La visite d’un président cumulant officiellement les fonctions de chef des forces armées, de ministre de la défense « revêt une symbolique particulière » est une incohérence protocolaire. S’il est ministre de la défense, il ne doit être que chez lui au MDN. L’abaissement de Tebboune a atteint tous les niveaux d’humiliations. Le discours de Chengriha était diffusé par vidéoconférence, à l’ensemble des Commandements de Forces, des six Régions Militaires, des grandes unités et des Écoles supérieures implantées en territoire national.
Profitant de l’auditoire et de la diffusion, le général Chengriha se lance dans un discours aux allures purement politique évoquant l’économie, la finance, la sécurité alimentaire et promet de mettre l’Algérie sur le chemin du progrès et du développement. « En effet, vous aviez annoncé, Monsieur le Président, que 2022 sera l’année de l’économie par excellence, notamment à travers, la diversification de nos ressources financières, la concrétisation de notre sécurité alimentaire et notre autosuffisance dans les domaines à caractère stratégique, l’objectif étant de remettre l’Algérie sur les rails du développement et du progrès ». disait-il.

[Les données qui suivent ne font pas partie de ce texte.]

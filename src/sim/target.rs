//! Target pads and the collectibles that ride on them.
//!
//! A plain target makes one random draw when it materializes: a power-up
//! (20%), a candy (40%), or nothing. Level targets never carry a
//! collectible; they show the level number, or the goal marker on the
//! final level.

use glam::Vec2;
use rand::Rng;

use super::pool::{EntityId, EntityPool, POWER_UP_KEYS};
use super::pool::keys;

const POWER_UP_PROBABILITY: f32 = 0.2;
const CANDY_PROBABILITY: f32 = 0.4;
pub const CANDY_SCORE: u32 = 1;

/// The six power-up flavors. Magnitudes are rolled when taken.
#[derive(Debug, Clone, Copy, PartialEq, Eq)]
pub enum PowerColor {
    /// Shields: bounce back off moons instead of dying.
    Red,
    /// Auto-jump the next N targets in a row.
    Orange,
    /// Slow every moon of the upcoming challenge.
    Green,
    /// Shrink the player.
    Yellow,
    /// Timed bonus score.
    Pink,
    /// A bomb: survive the countdown or be idle at zero and lose.
    Blue,
}

impl PowerColor {
    /// Inclusive per-flavor magnitude range.
    pub fn roll_magnitude<R: Rng + ?Sized>(&self, rng: &mut R) -> i32 {
        match self {
            PowerColor::Orange => rng.random_range(1..=6),
            PowerColor::Red => rng.random_range(1..=4),
            PowerColor::Green => rng.random_range(1..=4),
            PowerColor::Yellow => rng.random_range(1..=4),
            PowerColor::Pink => rng.random_range(10..=20),
            PowerColor::Blue => rng.random_range(3..=9),
        }
    }
}

#[derive(Debug, Clone, Copy, PartialEq, Eq)]
pub enum CollectibleKind {
    PowerUp(PowerColor),
    Candy,
}

#[derive(Debug, Clone)]
pub struct CollectibleState {
    pub pos: Vec2,
    pub kind: CollectibleKind,
    pub taken: bool,
}

impl CollectibleState {
    pub fn power_up(pos: Vec2, color: PowerColor) -> Self {
        Self {
            pos,
            kind: CollectibleKind::PowerUp(color),
            taken: false,
        }
    }

    pub fn candy(pos: Vec2) -> Self {
        Self {
            pos,
            kind: CollectibleKind::Candy,
            taken: false,
        }
    }
}

#[derive(Debug, Clone)]
pub struct TargetState {
    pub pos: Vec2,
    pub name: String,
    pub is_level: bool,
    pub level_number: usize,
    /// Final level's target shows the goal marker instead of a number.
    pub is_goal: bool,
    /// Dotted guide line from the previous pole, removed on the terminal
    /// target.
    pub dotted_line: Option<(Vec2, Vec2)>,
    pub collectible: Option<EntityId>,
    pub bounce_animation: bool,
}

impl TargetState {
    pub fn new(pos: Vec2) -> Self {
        Self {
            pos,
            name: String::new(),
            is_level: false,
            level_number: 0,
            is_goal: false,
            dotted_line: None,
            collectible: None,
            bounce_animation: false,
        }
    }

    pub fn remove_dotted_lines(&mut self) {
        self.dotted_line = None;
    }

    pub fn bounce(&mut self) {
        self.bounce_animation = true;
    }
}

/// Configure a freshly spawned target and roll its collectible.
#[allow(clippy::too_many_arguments)]
pub fn init_target<R: Rng + ?Sized>(
    pool: &mut EntityPool,
    target_id: EntityId,
    name: &str,
    pole: Vec2,
    is_level: bool,
    level_number: usize,
    max_level: usize,
    rng: &mut R,
) {
    let Some(pos) = pool.pos(target_id) else {
        return;
    };

    let collectible = if is_level {
        None
    } else {
        let roll: f32 = rng.random();
        if roll <= POWER_UP_PROBABILITY {
            let key = POWER_UP_KEYS[rng.random_range(0..POWER_UP_KEYS.len())];
            pool.spawn(key, pos)
        } else if roll <= POWER_UP_PROBABILITY + CANDY_PROBABILITY {
            pool.spawn(keys::CANDY, pos)
        } else {
            None
        }
    };

    if let Some(target) = pool.target_mut(target_id) {
        target.name = name.to_string();
        target.is_level = is_level;
        target.level_number = level_number;
        target.is_goal = is_level && level_number >= max_level;
        target.dotted_line = Some((pole, pos));
        target.collectible = collectible;
        target.bounce_animation = false;
    }
}

/// Reset the target and return its collectible to the pool. The target
/// itself goes back through the caller.
pub fn dispose_target(pool: &mut EntityPool, target_id: EntityId) {
    let collectible = pool
        .target_mut(target_id)
        .and_then(|target| target.collectible.take());
    if let Some(id) = collectible {
        pool.release(id);
    }
    if let Some(target) = pool.target_mut(target_id) {
        target.bounce_animation = false;
        target.dotted_line = None;
    }
}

Il évoque la question sécuritaire qui la lie à l’économie en suggérant que : « à ce titre précisément, nous sommes entièrement convaincus que la sécurité et l’économie sont interdépendants l’un de l’autre, la sécurité étant une condition intrinsèque au développement de l’activité économique, tandis qu’une économie forte contribue largement à la sécurité et à la stabilité ».
Le dessein des ennemis selon le général Chengriha
Sans évoquer les vidéos de Bounouira, le général Chengriha cite dans son discours d’intensification de campagnes hostiles au pays. Or les vidéos ciblent les généraux importants détenant un pouvoir sans limite. Il produit une dialectique discursive aux relents nationalistes.

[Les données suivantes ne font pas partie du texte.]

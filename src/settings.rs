//! Detail preset. Chosen once by the platform layer at composition time;
//! nothing in the simulation branches on it afterwards.

use serde::{Deserialize, Serialize};

#[derive(Debug, Clone, Copy, PartialEq, Eq, Default, Serialize, Deserialize)]
#[serde(rename_all = "lowercase")]
pub enum DetailPreset {
    Low,
    #[default]
    High,
}

impl DetailPreset {
    pub fn as_str(&self) -> &'static str {
        match self {
            DetailPreset::Low => "low",
            DetailPreset::High => "high",
        }
    }

    pub fn from_str(s: &str) -> Option<Self> {
        match s {
            "low" => Some(DetailPreset::Low),
            "high" => Some(DetailPreset::High),
            _ => None,
        }
    }

    /// Whether the animated light rig is used.
    pub fn full_lights(&self) -> bool {
        matches!(self, DetailPreset::High)
    }

    /// Extra world units around the view rect inside which planets start
    /// simulating. A wider margin hides pop-in on fast approaches.
    pub fn view_margin(&self) -> f32 {
        match self {
            DetailPreset::Low => 1.0,
            DetailPreset::High => 2.0,
        }
    }
}

#[cfg(test)]
mod tests {
    use super::*;

    #[test]
    fn test_preset_str_roundtrip() {
        for preset in [DetailPreset::Low, DetailPreset::High] {
            assert_eq!(DetailPreset::from_str(preset.as_str()), Some(preset));
        }
        assert_eq!(DetailPreset::from_str("ultra"), None);
    }

    #[test]
    fn test_preset_capabilities() {
        assert!(DetailPreset::High.full_lights());
        assert!(!DetailPreset::Low.full_lights());
        assert!(DetailPreset::High.view_margin() > DetailPreset::Low.view_margin());
    }
}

« Devant l’impossibilité de la concrétisation de leur dessein, les ennemis ont eu recours à l’intensification des campagnes hostiles à notre pays, visant à entraver ses efforts louables en direction des peuples opprimés et en faveur des causes justes. A cela s’ajoute leur vaine tentative de démoraliser notre valeureux peuple et de briser le lien sacré qui le relie à sa glorieuse histoire ». « Ces desseins macabres et ces campagnes de propagande seront voués à l’échec total, tant qu’il y a des hommes dévoués à la patrie et fidèles à leur engagement. »
Il termine son discours par un mécanisme de défense qui trahit sa pensée en réitérant à sept reprises le vocable fort. « En effet, Monsieur le Président, nous sommes forts. Forts par notre foi, forts par notre conviction, fort par notre intégrité, forts par nos capacités, forts par notre détermination, forts par notre dévouement à l’Algérie et à la mémoire des millions de nos valeureux martyrs. Oui, nous sommes forts et, pour cette raison, les ennemis de l’Algérie ne réussiront jamais à parvenir à leurs fins abjectes ».